STUDENT REPORT CARDS: GOING BEYOND THE A,B,Cs

For generations, we have accepted letter grades like A, B, and C as fair and accurate measures of student performance. But a number of schools, both public and private, around the country have started investigating alternate ways of assessing student learning.
 
Why? Because letter grades don't do an adequate job of charting a student's overall academic performance and progress, some educators and education experts say. Noted letter-grade critic Alfie Kohn argues that letter grades create a false sense of achievement. Students trying to earn higher grades may avoid difficult assignments and classes that push them to learn difficult materials, he says.

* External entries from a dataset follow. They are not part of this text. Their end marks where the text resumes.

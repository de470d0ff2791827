//! Tracker configuration.
//!
//! Settings come from an optional JSON file, then from `COLANDER_*`
//! environment variables, which win. Every field has a default, so an empty
//! file (or none at all) gives the stock tracker on `seat0`.

use std::path::Path;

use serde::{Deserialize, Serialize};

use crate::error::ConfigError;

pub const ENV_SEAT: &str = "COLANDER_SEAT";
pub const ENV_TRACK_POINTER: &str = "COLANDER_TRACK_POINTER";
pub const ENV_MOTION_POLICY: &str = "COLANDER_MOTION_POLICY";

/// What happens to the pointer delta on a frame without motion.
#[derive(Debug, Clone, Copy, PartialEq, Eq, Default, Serialize, Deserialize)]
#[serde(rename_all = "snake_case")]
pub enum MotionPolicy {
    /// Zero the delta at the start of every frame.
    #[default]
    ResetEachFrame,
    /// Keep reporting the last motion until new motion arrives.
    KeepLast,
}

#[derive(Debug, Clone, PartialEq, Eq, Serialize, Deserialize)]
#[serde(default)]
pub struct TrackerConfig {
    /// Seat the source binds to.
    pub seat: String,

    /// Follow pointer motion and buttons. When off, pointer events are
    /// consumed but never change state.
    pub track_pointer: bool,

    pub motion_policy: MotionPolicy,
}

impl Default for TrackerConfig {
    fn default() -> Self {
        Self {
            seat: "seat0".to_string(),
            track_pointer: true,
            motion_policy: MotionPolicy::default(),
        }
    }
}

impl TrackerConfig {
    /// Load settings from a JSON file. A missing file yields the defaults.
    pub fn load(path: &Path) -> Result<Self, ConfigError> {
        match std::fs::read_to_string(path) {
            Ok(contents) => {
                let config =
                    serde_json::from_str(&contents).map_err(|source| ConfigError::Parse {
                        path: path.to_path_buf(),
                        source,
                    })?;
                log::debug!("Config: loaded {:?}", path);
                Ok(config)
            }
            Err(e) if e.kind() == std::io::ErrorKind::NotFound => {
                log::debug!("Config: {:?} not found, using defaults", path);
                Ok(Self::default())
            }
            Err(source) => Err(ConfigError::Read {
                path: path.to_path_buf(),
                source,
            }),
        }
    }

    /// Apply `COLANDER_SEAT`, `COLANDER_TRACK_POINTER` and
    /// `COLANDER_MOTION_POLICY` from the process environment.
    pub fn apply_env(self) -> Result<Self, ConfigError> {
        self.apply_overrides(|var| std::env::var(var).ok())
    }

    /// Apply overrides from any variable lookup.
    pub fn apply_overrides<F>(mut self, lookup: F) -> Result<Self, ConfigError>
    where
        F: Fn(&str) -> Option<String>,
    {
        if let Some(seat) = lookup(ENV_SEAT) {
            self.seat = seat;
        }

        if let Some(value) = lookup(ENV_TRACK_POINTER) {
            self.track_pointer = match value.trim().to_ascii_lowercase().as_str() {
                "1" | "true" | "yes" | "on" => true,
                "0" | "false" | "no" | "off" => false,
                _ => {
                    return Err(ConfigError::InvalidEnv {
                        var: ENV_TRACK_POINTER,
                        value,
                    })
                }
            };
        }

        if let Some(value) = lookup(ENV_MOTION_POLICY) {
            self.motion_policy = match value.trim().to_ascii_lowercase().as_str() {
                "reset" | "reset_each_frame" => MotionPolicy::ResetEachFrame,
                "keep" | "keep_last" => MotionPolicy::KeepLast,
                _ => {
                    return Err(ConfigError::InvalidEnv {
                        var: ENV_MOTION_POLICY,
                        value,
                    })
                }
            };
        }

        Ok(self)
    }
}
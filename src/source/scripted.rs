use std::collections::VecDeque;

use super::{validate_seat, EventSource};
use crate::error::TrackerError;
use crate::event::{InputEvent, KeyState};

/// In-memory event source.
///
/// Events are returned in the order they were pushed, one per poll. Used by
/// the test suite and by applications that want to replay recorded input
/// through the same tracker they use live.
#[derive(Debug, Default)]
pub struct ScriptedSource {
    queue: VecDeque<InputEvent>,
    dispatches: usize,
}

impl ScriptedSource {
    pub fn new() -> Self {
        Self::default()
    }

    /// Create a source bound to `seat`, failing the same way a real backend
    /// does when the seat identifier is unusable.
    pub fn for_seat(seat: &str) -> Result<Self, TrackerError> {
        validate_seat(seat)?;
        Ok(Self::new())
    }

    pub fn with_events(events: impl IntoIterator<Item = InputEvent>) -> Self {
        Self {
            queue: events.into_iter().collect(),
            dispatches: 0,
        }
    }

    pub fn push(&mut self, event: InputEvent) {
        self.queue.push_back(event);
    }

    pub fn push_key(&mut self, code: u32, pressed: bool) {
        self.push(InputEvent::Key {
            code,
            state: KeyState::from(pressed),
        });
    }

    pub fn push_button(&mut self, button: u32, pressed: bool) {
        self.push(InputEvent::PointerButton {
            button,
            state: KeyState::from(pressed),
        });
    }

    pub fn push_motion(&mut self, dx: f64, dy: f64) {
        self.push(InputEvent::PointerMotion { dx, dy });
    }

    /// Events still waiting to be polled.
    pub fn pending(&self) -> usize {
        self.queue.len()
    }

    /// How many times the tracker asked this source to refresh.
    pub fn dispatch_count(&self) -> usize {
        self.dispatches
    }
}

impl EventSource for ScriptedSource {
    fn poll_event(&mut self) -> Option<InputEvent> {
        self.queue.pop_front()
    }

    fn dispatch(&mut self) -> Result<(), TrackerError> {
        self.dispatches += 1;
        Ok(())
    }

    fn name(&self) -> &'static str {
        "scripted"
    }
}
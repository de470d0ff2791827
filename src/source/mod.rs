//! Event sources: where the tracker pulls its events from.
//!
//! A source owns the OS side of input handling (device handles, seat
//! assignment, kernel event decoding). The tracker only ever asks it for one
//! event at a time and tells it when to refresh its queue.
//!
//! Backends:
//! - [`EvdevSource`]: reads `/dev/input/event*` directly through `evdev`
//! - [`LibinputSource`]: libinput on a udev seat (feature `libinput`)
//! - [`ScriptedSource`]: an in-memory queue for tests and replays

use std::os::fd::BorrowedFd;

use crate::error::TrackerError;
use crate::event::InputEvent;

mod evdev;
#[cfg(feature = "libinput")]
mod libinput;
mod scripted;

pub use self::evdev::EvdevSource;
#[cfg(feature = "libinput")]
pub use self::libinput::{LibinputSource, RestrictedOpener};
pub use self::scripted::ScriptedSource;

/// Backend used by [`InputStateTracker::open_default`](crate::InputStateTracker::open_default).
#[cfg(feature = "libinput")]
pub type DefaultSource = LibinputSource;

/// Backend used by [`InputStateTracker::open_default`](crate::InputStateTracker::open_default).
#[cfg(not(feature = "libinput"))]
pub type DefaultSource = EvdevSource;

/// An external producer of input events.
///
/// Creating a source is each backend's own constructor and releasing it is
/// `Drop`, so a source that exists is always usable.
pub trait EventSource {
    /// Pull at most one pending event without blocking.
    ///
    /// The backend's native event object is released before this returns.
    fn poll_event(&mut self) -> Option<InputEvent>;

    /// Refresh the internal queue so the next [`poll_event`](Self::poll_event)
    /// can see newly arrived events.
    fn dispatch(&mut self) -> Result<(), TrackerError>;

    /// Descriptors that become readable when new input arrives. Host loops
    /// can sleep on these in `poll(2)` between frames.
    fn readiness_fds(&self) -> Vec<BorrowedFd<'_>> {
        Vec::new()
    }

    /// Short backend name, used in logs.
    fn name(&self) -> &'static str;
}

/// Reject seat identifiers no backend can bind to.
pub(crate) fn validate_seat(seat: &str) -> Result<(), TrackerError> {
    if seat.trim().is_empty() {
        return Err(TrackerError::InitializationFailed {
            seat: seat.to_string(),
            reason: "seat identifier is empty".to_string(),
        });
    }
    Ok(())
}
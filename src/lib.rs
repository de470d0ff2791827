//! Polling input-state tracker for Linux.
//!
//! [`InputStateTracker`] pulls one event per frame from an [`EventSource`]
//! and keeps the state of every key (codes `0..=254`) and of the left,
//! middle and right mouse buttons. Levels ("is it down?") come from the
//! current frame; edges ("did it just go down?") come from comparing the
//! current frame with the previous one.
//!
//! ```no_run
//! use colander::{InputStateTracker, TrackerConfig};
//!
//! # fn main() -> Result<(), colander::TrackerError> {
//! let mut tracker = InputStateTracker::open_default(TrackerConfig::default())?;
//! loop {
//!     tracker.advance_frame()?;
//!     if tracker.was_pressed(1)? {
//!         break; // KEY_ESC
//!     }
//! }
//! tracker.shutdown()
//! # }
//! ```
//!
//! # Requirements
//! - User must be in the `input` group: `sudo usermod -aG input $USER`
//! - Log out and back in after adding to group

pub mod config;
pub mod error;
pub mod event;
pub mod source;
pub mod tracker;

pub use config::{MotionPolicy, TrackerConfig};
pub use error::{ConfigError, TrackerError};
pub use event::{InputEvent, KeyState, MouseButton, KEY_SLOTS};
pub use source::{DefaultSource, EvdevSource, EventSource, ScriptedSource};
#[cfg(feature = "libinput")]
pub use source::{LibinputSource, RestrictedOpener};
pub use tracker::{InputSnapshot, InputStateTracker, Transition};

Instead of rewarding ambition, letter grades often punish it.
 
Others believe that letter grades fail to document student progress over time. A ninth-grade student who reads at a fourth-grade level will receive low grades because he or she does not understand complicated reading materials. Even if that student learns to read at a sixth-grade level during the semester, he or she may still fail. Assigning a letter grade, therefore, does not show how much progress the student has made. 
 
FirstGradeFamily2.jpgGEMS World Academy Chicago is one of the schools that forgoes traditional letter grades in favor of a "standards-based" assessment system, which emphasizes the fact that learning is a process.
 
Students at GEMS receive report cards twice each school year. Rather than A through F grades, the report cards contain narratives that describe how the student is performing, how the student has progressed and what the student needs to work on going forward. 
 
The narratives in the report cards are accompanied by ratings that show how students are achieving when measured against curricular standards. In Lower School (preschool through Grade 5), the students are evaluated as "needs support," "approaching expectations," "meeting expectations" or "exceeding expectations." In Middle School, student achievement is ranked on an 8-point scale for a series of criteria.
 
"Our assessment model focuses on student development and growth over time," Head of School Kim Wargo said. "Often in traditional grading, students (and parents) get focused on the 'letter,' which is an end-point, rather than the areas for growth, which is a process."
 
The assessment philosophy at GEMS places a priority on students' self-reflection and their assessments of their work, school leaders say.
 
"Our individual student assessment promotes a growth mindset in students because it highlights areas for further focus, work, and investigation, rather than assigning a set 'score' for mastery," Wargo said.
 
Standards-based assessment has taken hold at a number of schools around the country. And educators have developed numerous other alternatives to the letter-grade system. Some popular alternatives developed by researchers and educators include gamification, which uses a system of rewards to keep students motivated; metacognition & reflection, which places a stronger emphasis on student reflection; and a "grade, iterate, replace" approach, which uses traditional letter grades as a starting point, rather than a final evaluation.
 
To be sure, letter grades continue to be the norm in most school systems, and students and parents often resist attempts to change that. But as schools are tasked with preparing students for an increasingly connected and complex world, it's likely the debate over how best to measure student progress will continue.